• **DATA SECTION**:
○ ○ ○ ○
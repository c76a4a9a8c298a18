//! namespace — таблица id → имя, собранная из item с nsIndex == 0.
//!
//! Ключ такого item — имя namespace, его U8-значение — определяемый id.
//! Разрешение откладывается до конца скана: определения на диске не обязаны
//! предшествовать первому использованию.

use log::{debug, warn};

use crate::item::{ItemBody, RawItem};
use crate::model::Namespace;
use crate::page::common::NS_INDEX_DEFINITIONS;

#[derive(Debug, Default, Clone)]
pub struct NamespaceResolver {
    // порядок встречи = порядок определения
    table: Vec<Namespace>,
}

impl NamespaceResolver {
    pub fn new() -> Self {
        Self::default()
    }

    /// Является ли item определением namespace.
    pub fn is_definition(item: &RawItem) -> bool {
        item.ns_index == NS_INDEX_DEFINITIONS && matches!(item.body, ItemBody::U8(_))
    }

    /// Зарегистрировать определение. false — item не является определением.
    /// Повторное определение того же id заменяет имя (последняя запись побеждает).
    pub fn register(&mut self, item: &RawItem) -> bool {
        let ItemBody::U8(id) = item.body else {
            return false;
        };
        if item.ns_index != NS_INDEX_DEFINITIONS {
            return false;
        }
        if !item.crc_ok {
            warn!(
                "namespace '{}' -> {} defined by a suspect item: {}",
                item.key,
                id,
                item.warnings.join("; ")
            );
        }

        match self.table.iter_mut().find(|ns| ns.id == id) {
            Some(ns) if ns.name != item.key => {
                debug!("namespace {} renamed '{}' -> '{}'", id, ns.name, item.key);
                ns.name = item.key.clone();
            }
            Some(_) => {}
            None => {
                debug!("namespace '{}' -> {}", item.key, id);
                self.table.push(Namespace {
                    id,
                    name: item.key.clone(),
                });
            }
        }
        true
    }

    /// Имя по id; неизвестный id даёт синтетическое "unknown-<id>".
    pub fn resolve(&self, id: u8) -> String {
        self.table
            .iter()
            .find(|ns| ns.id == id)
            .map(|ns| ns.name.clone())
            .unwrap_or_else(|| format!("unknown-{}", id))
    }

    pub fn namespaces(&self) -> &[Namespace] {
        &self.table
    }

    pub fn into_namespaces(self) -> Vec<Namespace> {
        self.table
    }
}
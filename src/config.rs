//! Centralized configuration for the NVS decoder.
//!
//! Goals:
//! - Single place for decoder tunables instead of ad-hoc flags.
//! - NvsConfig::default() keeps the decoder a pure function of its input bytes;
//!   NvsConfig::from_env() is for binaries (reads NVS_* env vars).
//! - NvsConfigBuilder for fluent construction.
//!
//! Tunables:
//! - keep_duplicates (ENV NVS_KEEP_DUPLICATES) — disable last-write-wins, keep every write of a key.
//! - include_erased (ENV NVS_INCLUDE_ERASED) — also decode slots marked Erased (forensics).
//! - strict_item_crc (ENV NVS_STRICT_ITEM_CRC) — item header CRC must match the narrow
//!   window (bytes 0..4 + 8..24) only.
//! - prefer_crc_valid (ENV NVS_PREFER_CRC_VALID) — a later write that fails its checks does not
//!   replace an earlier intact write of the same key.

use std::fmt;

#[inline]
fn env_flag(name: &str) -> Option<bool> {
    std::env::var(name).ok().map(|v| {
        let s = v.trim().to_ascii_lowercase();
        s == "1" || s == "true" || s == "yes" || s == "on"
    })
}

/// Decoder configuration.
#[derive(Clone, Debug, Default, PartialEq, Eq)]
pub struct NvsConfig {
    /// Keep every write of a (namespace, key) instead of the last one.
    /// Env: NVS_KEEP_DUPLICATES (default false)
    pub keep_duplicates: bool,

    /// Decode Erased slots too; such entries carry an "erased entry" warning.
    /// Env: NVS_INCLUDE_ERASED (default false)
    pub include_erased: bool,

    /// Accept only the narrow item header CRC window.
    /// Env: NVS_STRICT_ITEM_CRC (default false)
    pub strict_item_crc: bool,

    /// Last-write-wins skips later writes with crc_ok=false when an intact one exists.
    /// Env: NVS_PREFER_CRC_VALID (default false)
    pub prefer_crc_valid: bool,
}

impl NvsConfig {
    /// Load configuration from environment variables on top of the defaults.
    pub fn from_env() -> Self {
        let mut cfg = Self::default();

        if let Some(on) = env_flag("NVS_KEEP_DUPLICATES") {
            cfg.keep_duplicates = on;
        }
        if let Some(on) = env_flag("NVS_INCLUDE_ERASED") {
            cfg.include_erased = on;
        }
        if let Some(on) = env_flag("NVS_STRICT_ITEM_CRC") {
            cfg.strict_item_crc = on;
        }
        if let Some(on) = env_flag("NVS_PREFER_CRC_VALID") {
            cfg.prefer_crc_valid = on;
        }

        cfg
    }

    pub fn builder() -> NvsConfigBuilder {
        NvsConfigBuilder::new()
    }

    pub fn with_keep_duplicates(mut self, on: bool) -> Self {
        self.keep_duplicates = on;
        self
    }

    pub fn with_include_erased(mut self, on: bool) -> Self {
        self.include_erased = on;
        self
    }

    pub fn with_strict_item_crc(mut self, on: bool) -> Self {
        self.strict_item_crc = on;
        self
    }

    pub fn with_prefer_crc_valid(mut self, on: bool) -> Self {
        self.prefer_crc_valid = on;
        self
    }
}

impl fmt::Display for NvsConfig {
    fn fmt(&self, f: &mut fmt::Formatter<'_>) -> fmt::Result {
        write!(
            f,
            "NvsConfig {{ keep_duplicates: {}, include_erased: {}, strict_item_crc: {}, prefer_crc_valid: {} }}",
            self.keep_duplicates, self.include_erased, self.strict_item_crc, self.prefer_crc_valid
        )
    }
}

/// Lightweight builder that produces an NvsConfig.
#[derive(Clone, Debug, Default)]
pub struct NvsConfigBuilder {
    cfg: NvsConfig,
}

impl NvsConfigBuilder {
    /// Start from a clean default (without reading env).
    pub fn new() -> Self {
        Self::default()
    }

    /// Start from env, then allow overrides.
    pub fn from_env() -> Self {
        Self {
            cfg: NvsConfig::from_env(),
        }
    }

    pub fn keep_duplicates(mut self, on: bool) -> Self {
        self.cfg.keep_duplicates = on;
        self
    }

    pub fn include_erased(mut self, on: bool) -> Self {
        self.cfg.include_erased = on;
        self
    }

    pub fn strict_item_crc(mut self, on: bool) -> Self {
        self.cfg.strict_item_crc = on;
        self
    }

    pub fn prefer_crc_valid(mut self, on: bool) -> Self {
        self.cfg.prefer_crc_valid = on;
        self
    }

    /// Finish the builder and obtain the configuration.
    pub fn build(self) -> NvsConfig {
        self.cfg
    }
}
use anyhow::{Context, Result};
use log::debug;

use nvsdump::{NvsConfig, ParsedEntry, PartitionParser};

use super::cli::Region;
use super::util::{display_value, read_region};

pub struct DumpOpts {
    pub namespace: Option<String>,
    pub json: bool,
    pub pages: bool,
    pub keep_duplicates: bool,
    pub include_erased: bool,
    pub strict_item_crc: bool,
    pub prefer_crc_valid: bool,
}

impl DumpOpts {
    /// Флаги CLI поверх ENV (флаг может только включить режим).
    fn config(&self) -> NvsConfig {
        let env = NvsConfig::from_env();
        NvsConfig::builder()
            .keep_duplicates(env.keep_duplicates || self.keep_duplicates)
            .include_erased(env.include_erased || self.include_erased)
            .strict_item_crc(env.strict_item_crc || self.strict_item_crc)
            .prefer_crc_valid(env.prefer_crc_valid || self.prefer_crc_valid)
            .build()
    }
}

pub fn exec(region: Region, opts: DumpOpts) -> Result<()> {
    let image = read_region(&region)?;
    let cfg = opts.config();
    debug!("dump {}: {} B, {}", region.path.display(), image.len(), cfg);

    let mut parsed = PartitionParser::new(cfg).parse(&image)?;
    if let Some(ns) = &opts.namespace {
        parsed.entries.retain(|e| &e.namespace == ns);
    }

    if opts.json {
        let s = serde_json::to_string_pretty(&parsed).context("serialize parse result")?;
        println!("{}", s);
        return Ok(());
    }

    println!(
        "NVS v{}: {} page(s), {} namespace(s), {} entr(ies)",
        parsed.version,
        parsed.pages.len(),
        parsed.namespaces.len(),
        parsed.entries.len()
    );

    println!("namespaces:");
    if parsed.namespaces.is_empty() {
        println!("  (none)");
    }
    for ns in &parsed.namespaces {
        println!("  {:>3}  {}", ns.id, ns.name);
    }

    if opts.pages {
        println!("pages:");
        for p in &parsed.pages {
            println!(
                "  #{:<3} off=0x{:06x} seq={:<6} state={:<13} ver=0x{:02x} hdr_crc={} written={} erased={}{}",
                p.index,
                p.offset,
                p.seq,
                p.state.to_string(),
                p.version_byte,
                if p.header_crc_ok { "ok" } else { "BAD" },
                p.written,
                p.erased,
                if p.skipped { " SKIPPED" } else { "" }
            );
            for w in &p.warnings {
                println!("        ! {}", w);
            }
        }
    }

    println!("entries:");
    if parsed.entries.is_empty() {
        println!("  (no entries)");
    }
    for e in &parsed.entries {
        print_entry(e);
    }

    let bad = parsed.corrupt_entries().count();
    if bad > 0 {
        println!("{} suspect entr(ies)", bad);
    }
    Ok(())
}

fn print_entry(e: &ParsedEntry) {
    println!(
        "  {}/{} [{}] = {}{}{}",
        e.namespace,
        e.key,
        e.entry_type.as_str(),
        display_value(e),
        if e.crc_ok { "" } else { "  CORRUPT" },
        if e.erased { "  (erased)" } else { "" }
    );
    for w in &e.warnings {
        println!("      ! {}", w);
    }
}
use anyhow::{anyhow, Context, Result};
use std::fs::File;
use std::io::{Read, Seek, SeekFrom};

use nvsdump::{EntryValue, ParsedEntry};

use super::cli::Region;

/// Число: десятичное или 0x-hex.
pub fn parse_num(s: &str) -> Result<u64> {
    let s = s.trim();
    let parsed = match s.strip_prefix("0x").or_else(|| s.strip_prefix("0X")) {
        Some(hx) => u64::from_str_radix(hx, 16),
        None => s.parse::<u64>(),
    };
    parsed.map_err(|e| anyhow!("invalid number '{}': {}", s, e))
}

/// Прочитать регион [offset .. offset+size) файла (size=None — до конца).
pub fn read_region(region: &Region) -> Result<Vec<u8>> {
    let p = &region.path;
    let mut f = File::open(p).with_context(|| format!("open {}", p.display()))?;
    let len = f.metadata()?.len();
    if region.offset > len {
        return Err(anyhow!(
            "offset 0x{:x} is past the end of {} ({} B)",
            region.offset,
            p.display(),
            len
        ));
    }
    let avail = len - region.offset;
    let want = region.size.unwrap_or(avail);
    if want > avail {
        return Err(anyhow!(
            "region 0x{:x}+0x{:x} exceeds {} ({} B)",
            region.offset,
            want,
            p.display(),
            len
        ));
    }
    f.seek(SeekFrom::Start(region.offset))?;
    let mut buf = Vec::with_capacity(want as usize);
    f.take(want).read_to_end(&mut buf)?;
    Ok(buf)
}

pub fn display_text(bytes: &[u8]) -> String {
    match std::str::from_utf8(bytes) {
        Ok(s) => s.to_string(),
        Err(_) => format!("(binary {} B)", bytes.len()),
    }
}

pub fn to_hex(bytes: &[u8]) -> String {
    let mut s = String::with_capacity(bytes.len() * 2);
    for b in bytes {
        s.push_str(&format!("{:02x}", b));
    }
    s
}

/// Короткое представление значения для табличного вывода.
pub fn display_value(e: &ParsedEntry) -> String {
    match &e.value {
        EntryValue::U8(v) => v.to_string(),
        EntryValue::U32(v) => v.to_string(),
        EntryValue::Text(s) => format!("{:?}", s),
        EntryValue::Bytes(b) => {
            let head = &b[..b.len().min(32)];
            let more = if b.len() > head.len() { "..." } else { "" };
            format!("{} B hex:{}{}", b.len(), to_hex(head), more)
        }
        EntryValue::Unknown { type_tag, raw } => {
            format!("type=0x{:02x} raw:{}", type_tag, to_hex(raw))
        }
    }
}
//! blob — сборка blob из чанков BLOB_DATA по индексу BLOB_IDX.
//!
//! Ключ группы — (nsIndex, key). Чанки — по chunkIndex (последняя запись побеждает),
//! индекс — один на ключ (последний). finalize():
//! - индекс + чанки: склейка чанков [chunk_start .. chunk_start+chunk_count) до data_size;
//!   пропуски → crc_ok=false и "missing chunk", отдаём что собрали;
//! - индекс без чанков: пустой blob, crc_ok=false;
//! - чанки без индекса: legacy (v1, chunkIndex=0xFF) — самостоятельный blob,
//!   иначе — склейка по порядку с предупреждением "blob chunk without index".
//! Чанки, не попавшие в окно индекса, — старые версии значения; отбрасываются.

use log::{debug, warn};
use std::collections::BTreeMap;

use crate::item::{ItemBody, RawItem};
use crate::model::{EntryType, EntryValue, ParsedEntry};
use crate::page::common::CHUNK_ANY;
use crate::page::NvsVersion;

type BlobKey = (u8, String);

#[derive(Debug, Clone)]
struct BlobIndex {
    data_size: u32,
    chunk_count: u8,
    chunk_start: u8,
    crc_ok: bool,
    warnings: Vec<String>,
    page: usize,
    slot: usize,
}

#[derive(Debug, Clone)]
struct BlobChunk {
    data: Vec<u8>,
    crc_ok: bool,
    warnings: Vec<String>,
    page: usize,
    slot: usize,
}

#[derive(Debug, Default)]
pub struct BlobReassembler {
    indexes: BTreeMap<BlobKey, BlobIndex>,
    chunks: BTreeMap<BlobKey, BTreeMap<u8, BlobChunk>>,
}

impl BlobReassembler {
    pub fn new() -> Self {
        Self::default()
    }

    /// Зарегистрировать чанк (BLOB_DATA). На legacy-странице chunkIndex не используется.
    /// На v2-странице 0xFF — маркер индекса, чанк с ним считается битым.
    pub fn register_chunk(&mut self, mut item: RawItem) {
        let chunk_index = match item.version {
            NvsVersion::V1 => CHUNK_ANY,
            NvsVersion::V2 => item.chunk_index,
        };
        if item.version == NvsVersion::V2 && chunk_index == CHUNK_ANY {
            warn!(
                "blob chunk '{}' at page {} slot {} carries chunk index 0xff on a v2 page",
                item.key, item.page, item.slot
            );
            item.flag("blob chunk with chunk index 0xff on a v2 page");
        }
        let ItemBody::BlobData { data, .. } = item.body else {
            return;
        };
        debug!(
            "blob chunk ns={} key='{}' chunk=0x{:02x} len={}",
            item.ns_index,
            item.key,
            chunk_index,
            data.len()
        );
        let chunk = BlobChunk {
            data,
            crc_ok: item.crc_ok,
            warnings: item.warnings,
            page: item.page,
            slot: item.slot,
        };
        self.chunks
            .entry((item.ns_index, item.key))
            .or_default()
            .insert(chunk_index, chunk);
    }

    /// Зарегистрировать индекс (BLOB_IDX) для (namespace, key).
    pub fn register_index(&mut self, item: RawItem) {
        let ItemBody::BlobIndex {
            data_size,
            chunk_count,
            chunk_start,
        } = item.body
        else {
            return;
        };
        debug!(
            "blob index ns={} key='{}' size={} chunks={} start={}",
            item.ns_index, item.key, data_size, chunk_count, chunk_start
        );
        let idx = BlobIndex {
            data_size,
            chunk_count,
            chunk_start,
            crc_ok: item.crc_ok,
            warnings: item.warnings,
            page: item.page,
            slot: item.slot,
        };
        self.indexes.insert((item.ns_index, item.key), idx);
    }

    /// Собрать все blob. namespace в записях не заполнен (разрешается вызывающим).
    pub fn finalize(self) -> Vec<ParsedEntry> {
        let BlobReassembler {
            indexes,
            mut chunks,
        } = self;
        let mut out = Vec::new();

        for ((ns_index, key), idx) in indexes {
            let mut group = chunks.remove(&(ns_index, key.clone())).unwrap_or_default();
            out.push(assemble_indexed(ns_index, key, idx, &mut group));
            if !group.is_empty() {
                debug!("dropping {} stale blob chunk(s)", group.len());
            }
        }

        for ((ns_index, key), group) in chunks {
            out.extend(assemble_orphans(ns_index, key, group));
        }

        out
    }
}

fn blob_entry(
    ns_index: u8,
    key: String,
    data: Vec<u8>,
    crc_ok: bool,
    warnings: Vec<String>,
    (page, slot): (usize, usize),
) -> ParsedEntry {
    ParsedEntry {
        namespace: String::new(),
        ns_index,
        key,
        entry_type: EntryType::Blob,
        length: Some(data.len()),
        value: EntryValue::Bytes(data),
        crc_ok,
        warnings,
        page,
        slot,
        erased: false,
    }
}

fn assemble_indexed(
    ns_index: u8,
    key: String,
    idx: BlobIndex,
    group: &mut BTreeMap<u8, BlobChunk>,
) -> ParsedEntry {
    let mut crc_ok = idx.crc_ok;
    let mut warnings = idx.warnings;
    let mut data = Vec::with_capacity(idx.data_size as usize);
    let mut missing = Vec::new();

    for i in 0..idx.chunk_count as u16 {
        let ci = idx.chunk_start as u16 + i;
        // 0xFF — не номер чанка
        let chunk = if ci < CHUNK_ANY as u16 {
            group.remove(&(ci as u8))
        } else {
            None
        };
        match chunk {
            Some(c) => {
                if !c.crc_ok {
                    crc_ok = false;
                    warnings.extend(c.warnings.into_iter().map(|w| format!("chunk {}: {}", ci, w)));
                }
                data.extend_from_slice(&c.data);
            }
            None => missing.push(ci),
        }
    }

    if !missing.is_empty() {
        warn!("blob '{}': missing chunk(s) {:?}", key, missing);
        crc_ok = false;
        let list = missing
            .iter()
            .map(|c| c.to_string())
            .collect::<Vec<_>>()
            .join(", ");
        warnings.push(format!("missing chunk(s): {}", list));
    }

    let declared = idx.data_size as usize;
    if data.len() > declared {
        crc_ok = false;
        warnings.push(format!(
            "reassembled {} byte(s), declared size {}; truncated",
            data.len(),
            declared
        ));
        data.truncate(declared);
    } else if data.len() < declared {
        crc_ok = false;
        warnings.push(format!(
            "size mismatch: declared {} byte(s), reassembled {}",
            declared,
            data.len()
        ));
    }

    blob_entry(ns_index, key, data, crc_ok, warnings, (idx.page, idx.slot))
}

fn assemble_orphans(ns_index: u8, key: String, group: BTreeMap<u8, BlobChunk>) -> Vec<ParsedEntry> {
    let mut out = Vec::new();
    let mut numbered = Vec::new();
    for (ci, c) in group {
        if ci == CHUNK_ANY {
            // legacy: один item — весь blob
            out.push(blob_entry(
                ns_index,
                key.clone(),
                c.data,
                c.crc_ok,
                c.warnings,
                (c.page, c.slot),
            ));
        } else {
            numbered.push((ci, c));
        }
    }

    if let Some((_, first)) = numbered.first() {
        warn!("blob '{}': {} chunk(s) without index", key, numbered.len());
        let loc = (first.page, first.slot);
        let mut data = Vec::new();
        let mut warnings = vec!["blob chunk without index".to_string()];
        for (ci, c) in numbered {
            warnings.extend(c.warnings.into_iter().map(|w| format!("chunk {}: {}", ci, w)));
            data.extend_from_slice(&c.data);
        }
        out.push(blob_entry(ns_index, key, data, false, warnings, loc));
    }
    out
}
○ ○ ○ ○
• **TASK GOAL**:
Tell how many lines in the data above hold "that". Nothing but the number.

• **TASK ANSWER**:
2